Stored data entries

_ _ _ _ _ _ _

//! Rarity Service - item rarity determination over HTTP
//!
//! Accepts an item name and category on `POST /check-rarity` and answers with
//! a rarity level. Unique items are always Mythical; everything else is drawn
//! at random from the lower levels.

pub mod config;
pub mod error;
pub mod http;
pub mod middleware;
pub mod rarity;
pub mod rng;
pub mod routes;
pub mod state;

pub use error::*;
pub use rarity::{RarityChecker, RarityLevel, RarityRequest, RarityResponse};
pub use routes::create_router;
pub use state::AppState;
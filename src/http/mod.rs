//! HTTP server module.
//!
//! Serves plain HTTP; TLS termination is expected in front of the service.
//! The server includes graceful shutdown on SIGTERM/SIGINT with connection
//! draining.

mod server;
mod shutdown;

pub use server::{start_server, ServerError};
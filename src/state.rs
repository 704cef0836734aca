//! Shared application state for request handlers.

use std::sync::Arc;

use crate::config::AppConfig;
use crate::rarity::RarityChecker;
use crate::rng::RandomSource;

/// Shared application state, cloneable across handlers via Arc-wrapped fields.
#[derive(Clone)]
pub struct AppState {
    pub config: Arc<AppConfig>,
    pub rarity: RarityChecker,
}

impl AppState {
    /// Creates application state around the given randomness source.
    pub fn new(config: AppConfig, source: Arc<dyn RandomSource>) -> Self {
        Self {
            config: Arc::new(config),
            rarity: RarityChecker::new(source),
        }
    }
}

_ _ _ _ _ _ _

• **TASK STATEMENT**:
Write out a verbatim copy of the data, beginning with its first line and ending with the line that contains "pub struct AppState".

• **RESULT OF THIS TASK**:
//! Rarity Service - item rarity determination over HTTP
//!
//! Accepts an item name and category on `POST /check-rarity` and answers with
//! a rarity level. Unique items are always Mythical; everything else is drawn
//! at random from the lower levels.

pub mod config;
pub mod error;
pub mod http;
pub mod middleware;
pub mod rarity;
pub mod rng;
pub mod routes;
pub mod state;

pub use error::*;
pub use rarity::{RarityChecker, RarityLevel, RarityRequest, RarityResponse};
pub use routes::create_router;
pub use state::AppState;
filename src/http/mod.rs
//! HTTP server module.
//!
//! Serves plain HTTP; TLS termination is expected in front of the service.
//! The server includes graceful shutdown on SIGTERM/SIGINT with connection
//! draining.

mod server;
mod shutdown;

pub use server::{start_server, ServerError};
filename src/state.rs
repository 704cef0836734aca
//! Shared application state for request handlers.

use std::sync::Arc;

use crate::config::AppConfig;
use crate::rarity::RarityChecker;
use crate::rng::RandomSource;

/// Shared application state, cloneable across handlers via Arc-wrapped fields.
#[derive(Clone)]
pub struct AppState {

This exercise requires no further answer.